Wenn doch auch wir bloß über unsere Schmerzen nachsännen, indem wir den Herrn segnen und langmütig mit den uns Dienenden sind, dieweil wir den nützlichen Erörterungen über die Kontemplationen lauschen! Dies nämlich sind die Gesetze der so Versuchten*. Wenn jedoch jene, die uns versuchen, (uns) dadurch versuchen, daß sie uns ergreifen und von höherem Sinnen herabziehen, wir aber die Gespräche mit herumvagabundierenden Männern und mit Frauen vermehren, dann verdoppeln wir (selbst) die Schläge unserer Feinde.
Erinnere dich daran, daß der Böse auch die Freunde Hiobs, als sie den Bedrängten durch das Beschauen der Sinngehalte** der Vorsehung Gottes trösten wollten, antrieb und täuschte, den Seligen zum Zorn hinzureißen, da der Verruchte weiß, daß ein Schmerzleidender leicht in Zorn gerät.

* Gemeint sind die Kontemplationen von Gericht und Vorsehung Gottes, die uns die Erkenntnis über die Herkunft des Bösen, unser Schicksal und unsere Zukunft verleihen.
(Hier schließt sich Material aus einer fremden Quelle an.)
//! PlanForge command-line tool
//!
//! Checks, migrates and queries floor-plan documents.
//!
//! ```text
//! planforge [--config editor.json] check <plan.json>
//! planforge [--config editor.json] migrate <plan.json>
//! planforge [--config editor.json] hit <plan.json> <x> <y> [tolerance]
//! planforge [--config editor.json] snap <plan.json> <x> <y>
//! ```

use kurbo::Point;
use planforge_core::snap::magnetic_snap;
use planforge_core::{
    EditorConfig, HitTester, NoCatalog, Plan, SnapKind, migrate_plan, validate_plan,
};
use serde_json::Value;
use std::error::Error;
use std::io::Write;
use std::path::{Path, PathBuf};
use std::process::ExitCode;

const USAGE: &str =
    "usage: planforge [--config <editor.json>] <check|migrate|hit|snap> <plan.json> [args]";

#[derive(Debug, Clone, PartialEq)]
enum Command {
    Check { plan: PathBuf },
    Migrate { plan: PathBuf },
    Hit { plan: PathBuf, point: Point, tolerance: Option<f64> },
    Snap { plan: PathBuf, point: Point },
}

#[derive(Debug, Clone, PartialEq)]
struct Invocation {
    config: Option<PathBuf>,
    command: Command,
}

/// What a successful run reports to the shell.
#[derive(Debug, Clone, Copy, PartialEq, Eq)]
enum Outcome {
    Ok,
    Invalid,
}

fn parse_number(arg: Option<&String>, name: &str) -> Result<f64, String> {
    let arg = arg.ok_or_else(|| format!("missing <{name}>"))?;
    arg.parse::<f64>().map_err(|_| format!("<{name}> is not a number: {arg}"))
}

fn parse_args(args: &[String]) -> Result<Invocation, String> {
    let mut rest = args;
    let mut config = None;
    if rest.first().map(String::as_str) == Some("--config") {
        let path = rest.get(1).ok_or("--config needs a path")?;
        config = Some(PathBuf::from(path));
        rest = &rest[2..];
    }

    let (name, rest) = rest.split_first().ok_or(USAGE)?;
    let plan = rest.first().map(PathBuf::from).ok_or("missing <plan.json>")?;
    let point = || -> Result<Point, String> {
        Ok(Point::new(parse_number(rest.get(1), "x")?, parse_number(rest.get(2), "y")?))
    };

    let command = match name.as_str() {
        "check" => Command::Check { plan },
        "migrate" => Command::Migrate { plan },
        "hit" => Command::Hit {
            point: point()?,
            tolerance: match rest.get(3) {
                Some(_) => Some(parse_number(rest.get(3), "tolerance")?),
                None => None,
            },
            plan,
        },
        "snap" => Command::Snap { point: point()?, plan },
        other => return Err(format!("unknown command '{other}'\n{USAGE}")),
    };
    Ok(Invocation { config, command })
}

fn read_value(path: &Path) -> Result<Value, Box<dyn Error>> {
    let text = std::fs::read_to_string(path).map_err(|e| format!("{}: {e}", path.display()))?;
    Ok(serde_json::from_str(&text)?)
}

fn load_config(path: Option<&Path>) -> Result<EditorConfig, Box<dyn Error>> {
    match path {
        Some(path) => {
            let text = std::fs::read_to_string(path)
                .map_err(|e| format!("{}: {e}", path.display()))?;
            Ok(EditorConfig::from_json(&text)?)
        }
        None => Ok(EditorConfig::default()),
    }
}

fn snap_kind_name(kind: SnapKind) -> &'static str {
    match kind {
        SnapKind::None => "none",
        SnapKind::Grid => "grid",
        SnapKind::WallEndpoint => "wall-endpoint",
    }
}

fn run(invocation: &Invocation, out: &mut impl Write) -> Result<Outcome, Box<dyn Error>> {
    let config = load_config(invocation.config.as_deref())?;

    match &invocation.command {
        Command::Check { plan } => {
            let migrated = migrate_plan(read_value(plan)?);
            let result = validate_plan(&migrated);
            if result.valid {
                writeln!(out, "ok")?;
                return Ok(Outcome::Ok);
            }
            for error in &result.errors {
                writeln!(out, "{error}")?;
            }
            Ok(Outcome::Invalid)
        }
        Command::Migrate { plan } => {
            let migrated = migrate_plan(read_value(plan)?);
            writeln!(out, "{}", serde_json::to_string_pretty(&migrated)?)?;
            Ok(Outcome::Ok)
        }
        Command::Hit { plan, point, tolerance } => {
            let plan = Plan::from_value(read_value(plan)?)?;
            let tester = HitTester::new(&NoCatalog).with_tolerances(config.hit_tolerances);
            match tester.find_element_at(*point, &plan, *tolerance) {
                Some(element) => writeln!(out, "{} {}", element.kind(), element.id())?,
                None => writeln!(out, "none")?,
            }
            Ok(Outcome::Ok)
        }
        Command::Snap { plan, point } => {
            let plan = Plan::from_value(read_value(plan)?)?;
            let snapped =
                magnetic_snap(*point, &plan.walls, config.magnetic_threshold, config.grid_size);
            writeln!(
                out,
                "{} {} {}",
                snapped.point.x,
                snapped.point.y,
                snap_kind_name(snapped.kind)
            )?;
            Ok(Outcome::Ok)
        }
    }
}

fn main() -> ExitCode {
    env_logger::init();

    let args: Vec<String> = std::env::args().skip(1).collect();
    let invocation = match parse_args(&args) {
        Ok(invocation) => invocation,
        Err(message) => {
            eprintln!("{message}");
            return ExitCode::from(2);
        }
    };

    let stdout = std::io::stdout();
    match run(&invocation, &mut stdout.lock()) {
        Ok(Outcome::Ok) => ExitCode::SUCCESS,
        Ok(Outcome::Invalid) => ExitCode::from(1),
        Err(e) => {
            log::error!("{e}");
            ExitCode::from(2)
        }
    }
}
Hiob segnete Gott und meditierte über den Sinn seines Leidens. Vgl. Ep 58,4 (mit Anm. 10). — Evagrios hat Scholien zu Hiob hinterlassen, vgl. BALTHASAR, Hiera, S. 204 f., die noch der Edition harren.
** Zur Bedeutung dieses Begriffes vgl. Einleitung S. 117; 120; 132. Hi 19, 16.

(aus: Evagrios Pontikos, Briefe aus der Wüste, 64 Briefe des großen Kirchenvaters mit wissenschaftlicher Einführung, Eingeleitet, übersetzt und kommentiert von Gabriel Bunge, Paulinus-Verlag Trier 1986)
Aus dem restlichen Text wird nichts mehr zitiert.